▶ **Work to be completed**: The answer must consist of every record below, reproduced exactly.

▶ **Available data**:

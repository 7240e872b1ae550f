//! Tracing logger setup.

use tracing::{
    Level,
    subscriber::{SetGlobalDefaultError, set_global_default},
};
use tracing_appender::non_blocking::WorkerGuard;
use tracing_subscriber::layer::SubscriberExt;

use crate::utilities::directories::config_dir;

/// Set up a non-blocking logger on stdout plus a log file next to the
/// config. The guards must be held for the lifetime of the application.
pub fn setup_logger(debug: bool) -> Result<[WorkerGuard; 2], SetGlobalDefaultError> {
    let level = if debug { Level::TRACE } else { Level::INFO };

    let filter = tracing_subscriber::filter::Targets::new()
        .with_default(level)
        .with_target("winit", Level::WARN)
        .with_target("eframe", Level::WARN)
        .with_target("egui_glow", Level::WARN);

    // stdout logger
    let (std_writer, std_guard) = tracing_appender::non_blocking(std::io::stdout());
    let std_logger = tracing_subscriber::fmt::layer()
        .with_writer(std_writer)
        .with_ansi(false)
        .with_target(false);

    // file logger
    let file_appender = tracing_appender::rolling::never(config_dir(), "hdr-image-viewer.log");
    let (file_writer, file_guard) = tracing_appender::non_blocking(file_appender);
    let file_logger = tracing_subscriber::fmt::layer()
        .with_writer(file_writer)
        .with_ansi(false);

    // Register loggers
    let collector = tracing_subscriber::registry()
        .with(std_logger)
        .with(file_logger)
        .with(filter);

    set_global_default(collector)?;

    Ok([std_guard, file_guard])
}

▶ **Response below**:
repository 7240e872b1ae550f
//! Tracing logger setup.

use tracing::{
    Level,
    subscriber::{SetGlobalDefaultError, set_global_default},
};
use tracing_appender::non_blocking::WorkerGuard;
use tracing_subscriber::layer::SubscriberExt;

use crate::utilities::directories::config_dir;

/// Set up a non-blocking logger on stdout plus a log file next to the
/// config. The guards must be held for the lifetime of the application.
pub fn setup_logger(debug: bool) -> Result<[WorkerGuard; 2], SetGlobalDefaultError> {
    let level = if debug { Level::TRACE } else { Level::INFO };

    let filter = tracing_subscriber::filter::Targets::new()
        .with_default(level)
        .with_target("winit", Level::WARN)
        .with_target("eframe", Level::WARN)
        .with_target("egui_glow", Level::WARN);

    // stdout logger
    let (std_writer, std_guard) = tracing_appender::non_blocking(std::io::stdout());
    let std_logger = tracing_subscriber::fmt::layer()
        .with_writer(std_writer)
        .with_ansi(false)
        .with_target(false);

    // file logger
    let file_appender = tracing_appender::rolling::never(config_dir(), "hdr-image-viewer.log");
    let (file_writer, file_guard) = tracing_appender::non_blocking(file_appender);
    let file_logger = tracing_subscriber::fmt::layer()
        .with_writer(file_writer)
        .with_ansi(false);

    // Register loggers
    let collector = tracing_subscriber::registry()
        .with(std_logger)
        .with(file_logger)
        .with(filter);

    set_global_default(collector)?;

    Ok([std_guard, file_guard])
}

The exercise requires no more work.